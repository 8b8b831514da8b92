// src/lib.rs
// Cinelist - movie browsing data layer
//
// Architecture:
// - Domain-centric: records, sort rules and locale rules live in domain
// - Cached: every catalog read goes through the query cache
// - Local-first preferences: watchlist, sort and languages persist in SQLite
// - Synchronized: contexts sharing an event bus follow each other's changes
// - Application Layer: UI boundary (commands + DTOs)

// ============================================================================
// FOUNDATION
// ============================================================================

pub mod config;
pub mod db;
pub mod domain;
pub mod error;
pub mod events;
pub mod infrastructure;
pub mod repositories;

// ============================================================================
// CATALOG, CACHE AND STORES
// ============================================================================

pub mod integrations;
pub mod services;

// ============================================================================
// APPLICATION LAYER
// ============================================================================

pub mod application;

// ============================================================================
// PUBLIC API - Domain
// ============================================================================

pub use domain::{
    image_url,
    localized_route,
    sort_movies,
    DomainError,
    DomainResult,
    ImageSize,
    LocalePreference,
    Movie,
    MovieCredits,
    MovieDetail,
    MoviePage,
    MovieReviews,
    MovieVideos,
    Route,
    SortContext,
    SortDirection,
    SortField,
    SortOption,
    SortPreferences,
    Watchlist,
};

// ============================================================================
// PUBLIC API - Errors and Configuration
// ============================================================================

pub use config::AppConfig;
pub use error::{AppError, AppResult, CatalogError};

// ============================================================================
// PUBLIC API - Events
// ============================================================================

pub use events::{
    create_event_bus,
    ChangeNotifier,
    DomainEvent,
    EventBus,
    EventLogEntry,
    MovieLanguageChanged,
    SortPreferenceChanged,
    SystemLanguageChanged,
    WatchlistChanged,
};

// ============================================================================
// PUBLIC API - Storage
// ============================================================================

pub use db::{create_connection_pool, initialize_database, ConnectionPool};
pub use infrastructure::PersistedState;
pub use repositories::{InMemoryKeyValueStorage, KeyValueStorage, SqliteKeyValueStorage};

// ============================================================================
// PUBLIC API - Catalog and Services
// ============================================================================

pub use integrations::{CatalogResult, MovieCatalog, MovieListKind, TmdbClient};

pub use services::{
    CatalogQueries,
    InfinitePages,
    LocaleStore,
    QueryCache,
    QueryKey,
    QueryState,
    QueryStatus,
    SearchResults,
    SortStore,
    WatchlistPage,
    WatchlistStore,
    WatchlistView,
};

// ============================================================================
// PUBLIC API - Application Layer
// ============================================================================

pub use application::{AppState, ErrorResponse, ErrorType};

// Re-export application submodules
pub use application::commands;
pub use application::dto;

→ **YOUR ASSIGNMENT**
Write out once more the lines above beginning at the line with "Re-export application submodules"; continue through the final line and stop there.

→ **EXERCISE SOLUTION**
// Re-export application submodules
pub use application::commands;
pub use application::dto;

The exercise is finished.